== Problem details ==
Please print all the lines below exactly as they are written.

[Stored data]
//! Croston's method for intermittent demand forecasting.
//!
//! Croston's method separately forecasts demand sizes and inter-arrival times
//! using exponential smoothing, then combines them for the final forecast.

use super::{demand_accessors, demand_values, DemandFit, DemandPass};
use crate::core::{Forecast, TimeSeries};
use crate::error::{ForecastError, Result};
use crate::models::{Component, Forecaster};
use crate::utils::ParameterEstimate;

/// Croston's method variant.
#[derive(Debug, Clone, Copy, PartialEq, Eq)]
pub enum CrostonVariant {
    /// Classic Croston method.
    Classic,
    /// Syntetos-Boylan Approximation, bias corrected by `1 - α/2`.
    Sba,
}

/// Croston's method for intermittent demand forecasting.
#[derive(Debug, Clone)]
pub struct Croston {
    variant: CrostonVariant,
    alpha: Option<f64>,
    fit: Option<DemandFit>,
}

impl Croston {
    /// Croston model with the smoothing weight estimated from the data.
    pub fn new(variant: CrostonVariant) -> Self {
        Self {
            variant,
            alpha: None,
            fit: None,
        }
    }

    /// Use a fixed smoothing weight.
    pub fn with_alpha(mut self, alpha: f64) -> Self {
        self.alpha = Some(alpha.clamp(0.01, 0.99));
        self
    }

    pub fn variant(&self) -> CrostonVariant {
        self.variant
    }

    /// Smoothing weight after fitting.
    pub fn alpha(&self) -> Option<f64> {
        self.fit.as_ref().map(|f| f.params[0]).or(self.alpha)
    }

    fn pass(values: &[f64], alpha: f64, variant: CrostonVariant) -> DemandPass {
        let n = values.len();
        let factor = match variant {
            CrostonVariant::Classic => 1.0,
            CrostonVariant::Sba => 1.0 - alpha / 2.0,
        };

        let mut fitted = vec![f64::NAN; n];
        let mut sizes = vec![f64::NAN; n];
        let mut intervals = vec![f64::NAN; n];
        let mut size: Option<f64> = None;
        let mut interval = 1.0;
        let mut since_demand = 0.0;

        for t in 0..n {
            since_demand += 1.0;
            if let Some(z) = size {
                fitted[t] = factor * z / interval;
            }
            if values[t] > 0.0 {
                match size {
                    None => {
                        size = Some(values[t]);
                        interval = since_demand;
                    }
                    Some(z) => {
                        size = Some(z + alpha * (values[t] - z));
                        interval += alpha * (since_demand - interval);
                    }
                }
                since_demand = 0.0;
            }
            if let Some(z) = size {
                sizes[t] = z;
                intervals[t] = interval;
            }
        }

        DemandPass {
            fitted,
            forecast: size.map_or(0.0, |z| factor * z / interval),
            components: vec![
                Component::new("DEMAND_SIZE", sizes),
                Component::new("DEMAND_INTERVAL", intervals),
            ],
        }
    }
}

impl Forecaster for Croston {
    fn fit(&mut self, series: &TimeSeries) -> Result<()> {
        let values = demand_values(series)?;
        let variant = self.variant;
        let fixed = self.alpha.map(|a| vec![a]);
        self.fit = Some(DemandFit::estimate(
            series,
            &values,
            &["ALPHA"],
            fixed.as_deref(),
            |p| Self::pass(&values, p[0], variant),
        )?);
        Ok(())
    }

    demand_accessors!();

    fn name(&self) -> &str {
        match self.variant {
            CrostonVariant::Classic => "IDM(CROSTON)",
            CrostonVariant::Sba => "IDM(SBA)",
        }
    }

    fn num_params(&self) -> usize {
        1
    }
}

#[cfg(test)]
mod tests {
    use super::super::test_support::*;
    use super::*;
    use approx::assert_relative_eq;

    #[test]
    fn fixed_alpha_matches_hand_computation() {
        // demands 4 at t=1 and 6 at t=3: size 4 -> 5, interval 2 -> 2
        let ts = weekly(vec![0.0, 4.0, 0.0, 6.0]);
        let mut model = Croston::new(CrostonVariant::Classic).with_alpha(0.5);
        model.fit(&ts).unwrap();

        let fitted = model.fitted_values().unwrap();
        assert!(fitted[0].is_nan() && fitted[1].is_nan());
        assert_relative_eq!(fitted[2], 2.0);
        assert_relative_eq!(fitted[3], 2.0);
        assert_relative_eq!(model.predict(2).unwrap().point()[0], 2.5);
    }

    #[test]
    fn sba_is_lower_than_classic() {
        let ts = weekly(sparse_demand());
        let mut classic = Croston::new(CrostonVariant::Classic).with_alpha(0.2);
        let mut sba = Croston::new(CrostonVariant::Sba).with_alpha(0.2);
        classic.fit(&ts).unwrap();
        sba.fit(&ts).unwrap();
        let c = classic.predict(1).unwrap().point()[0];
        let s = sba.predict(1).unwrap().point()[0];
        assert_relative_eq!(s, c * 0.9, epsilon = 1e-12);
    }

    #[test]
    fn no_demand_forecasts_zero() {
        let mut model = Croston::new(CrostonVariant::Classic);
        model.fit(&weekly(vec![0.0; 8])).unwrap();
        assert_eq!(model.predict(3).unwrap().point(), &[0.0, 0.0, 0.0]);
    }

    #[test]
    fn estimated_alpha_is_reported() {
        let mut model = Croston::new(CrostonVariant::Sba);
        model.fit(&weekly(sparse_demand())).unwrap();
        let alpha = model.alpha().unwrap();
        assert!((0.01..=0.99).contains(&alpha));
        assert_eq!(model.parameters()[0].name, "ALPHA");
        assert_eq!(model.components().len(), 2);
    }
}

== Reply ==
//! Croston's method for intermittent demand forecasting.
//!
//! Croston's method separately forecasts demand sizes and inter-arrival times
//! using exponential smoothing, then combines them for the final forecast.

use super::{demand_accessors, demand_values, DemandFit, DemandPass};
use crate::core::{Forecast, TimeSeries};
use crate::error::{ForecastError, Result};
use crate::models::{Component, Forecaster};
use crate::utils::ParameterEstimate;

/// Croston's method variant.
#[derive(Debug, Clone, Copy, PartialEq, Eq)]
pub enum CrostonVariant {
    /// Classic Croston method.
    Classic,
    /// Syntetos-Boylan Approximation, bias corrected by `1 - α/2`.
    Sba,
}

/// Croston's method for intermittent demand forecasting.
#[derive(Debug, Clone)]
pub struct Croston {
    variant: CrostonVariant,
    alpha: Option<f64>,
    fit: Option<DemandFit>,
}

impl Croston {
    /// Croston model with the smoothing weight estimated from the data.
    pub fn new(variant: CrostonVariant) -> Self {
        Self {
            variant,
            alpha: None,
            fit: None,
        }
    }

    /// Use a fixed smoothing weight.
    pub fn with_alpha(mut self, alpha: f64) -> Self {
        self.alpha = Some(alpha.clamp(0.01, 0.99));
        self
    }

    pub fn variant(&self) -> CrostonVariant {
        self.variant
    }

    /// Smoothing weight after fitting.
    pub fn alpha(&self) -> Option<f64> {
        self.fit.as_ref().map(|f| f.params[0]).or(self.alpha)
    }

    fn pass(values: &[f64], alpha: f64, variant: CrostonVariant) -> DemandPass {
        let n = values.len();
        let factor = match variant {
            CrostonVariant::Classic => 1.0,
            CrostonVariant::Sba => 1.0 - alpha / 2.0,
        };

        let mut fitted = vec![f64::NAN; n];
        let mut sizes = vec![f64::NAN; n];
        let mut intervals = vec![f64::NAN; n];
        let mut size: Option<f64> = None;
        let mut interval = 1.0;
        let mut since_demand = 0.0;

        for t in 0..n {
            since_demand += 1.0;
            if let Some(z) = size {
                fitted[t] = factor * z / interval;
            }
            if values[t] > 0.0 {
                match size {
                    None => {
                        size = Some(values[t]);
                        interval = since_demand;
                    }
                    Some(z) => {
                        size = Some(z + alpha * (values[t] - z));
                        interval += alpha * (since_demand - interval);
                    }
                }
                since_demand = 0.0;
            }
            if let Some(z) = size {
                sizes[t] = z;
                intervals[t] = interval;
            }
        }

        DemandPass {
            fitted,
            forecast: size.map_or(0.0, |z| factor * z / interval),
            components: vec![
                Component::new("DEMAND_SIZE", sizes),
                Component::new("DEMAND_INTERVAL", intervals),
            ],
        }
    }
}

impl Forecaster for Croston {
    fn fit(&mut self, series: &TimeSeries) -> Result<()> {
        let values = demand_values(series)?;
        let variant = self.variant;
        let fixed = self.alpha.map(|a| vec![a]);
        self.fit = Some(DemandFit::estimate(
            series,
            &values,
            &["ALPHA"],
            fixed.as_deref(),
            |p| Self::pass(&values, p[0], variant),
        )?);
        Ok(())
    }

    demand_accessors!();

    fn name(&self) -> &str {
        match self.variant {
            CrostonVariant::Classic => "IDM(CROSTON)",
            CrostonVariant::Sba => "IDM(SBA)",
        }
    }

    fn num_params(&self) -> usize {
        1
    }
}

#[cfg(test)]
mod tests {
    use super::super::test_support::*;
    use super::*;
    use approx::assert_relative_eq;

    #[test]
    fn fixed_alpha_matches_hand_computation() {
        // demands 4 at t=1 and 6 at t=3: size 4 -> 5, interval 2 -> 2
        let ts = weekly(vec![0.0, 4.0, 0.0, 6.0]);
        let mut model = Croston::new(CrostonVariant::Classic).with_alpha(0.5);
        model.fit(&ts).unwrap();

        let fitted = model.fitted_values().unwrap();
        assert!(fitted[0].is_nan() && fitted[1].is_nan());
        assert_relative_eq!(fitted[2], 2.0);
        assert_relative_eq!(fitted[3], 2.0);
        assert_relative_eq!(model.predict(2).unwrap().point()[0], 2.5);
    }

    #[test]
    fn sba_is_lower_than_classic() {
        let ts = weekly(sparse_demand());
        let mut classic = Croston::new(CrostonVariant::Classic).with_alpha(0.2);
        let mut sba = Croston::new(CrostonVariant::Sba).with_alpha(0.2);
        classic.fit(&ts).unwrap();
        sba.fit(&ts).unwrap();
        let c = classic.predict(1).unwrap().point()[0];
        let s = sba.predict(1).unwrap().point()[0];
        assert_relative_eq!(s, c * 0.9, epsilon = 1e-12);
    }

    #[test]
    fn no_demand_forecasts_zero() {
        let mut model = Croston::new(CrostonVariant::Classic);
        model.fit(&weekly(vec![0.0; 8])).unwrap();
        assert_eq!(model.predict(3).unwrap().point(), &[0.0, 0.0, 0.0]);
    }

    #[test]
    fn estimated_alpha_is_reported() {
        let mut model = Croston::new(CrostonVariant::Sba);
        model.fit(&weekly(sparse_demand())).unwrap();
        let alpha = model.alpha().unwrap();
        assert!((0.01..=0.99).contains(&alpha));
        assert_eq!(model.parameters()[0].name, "ALPHA");
        assert_eq!(model.components().len(), 2);
    }
}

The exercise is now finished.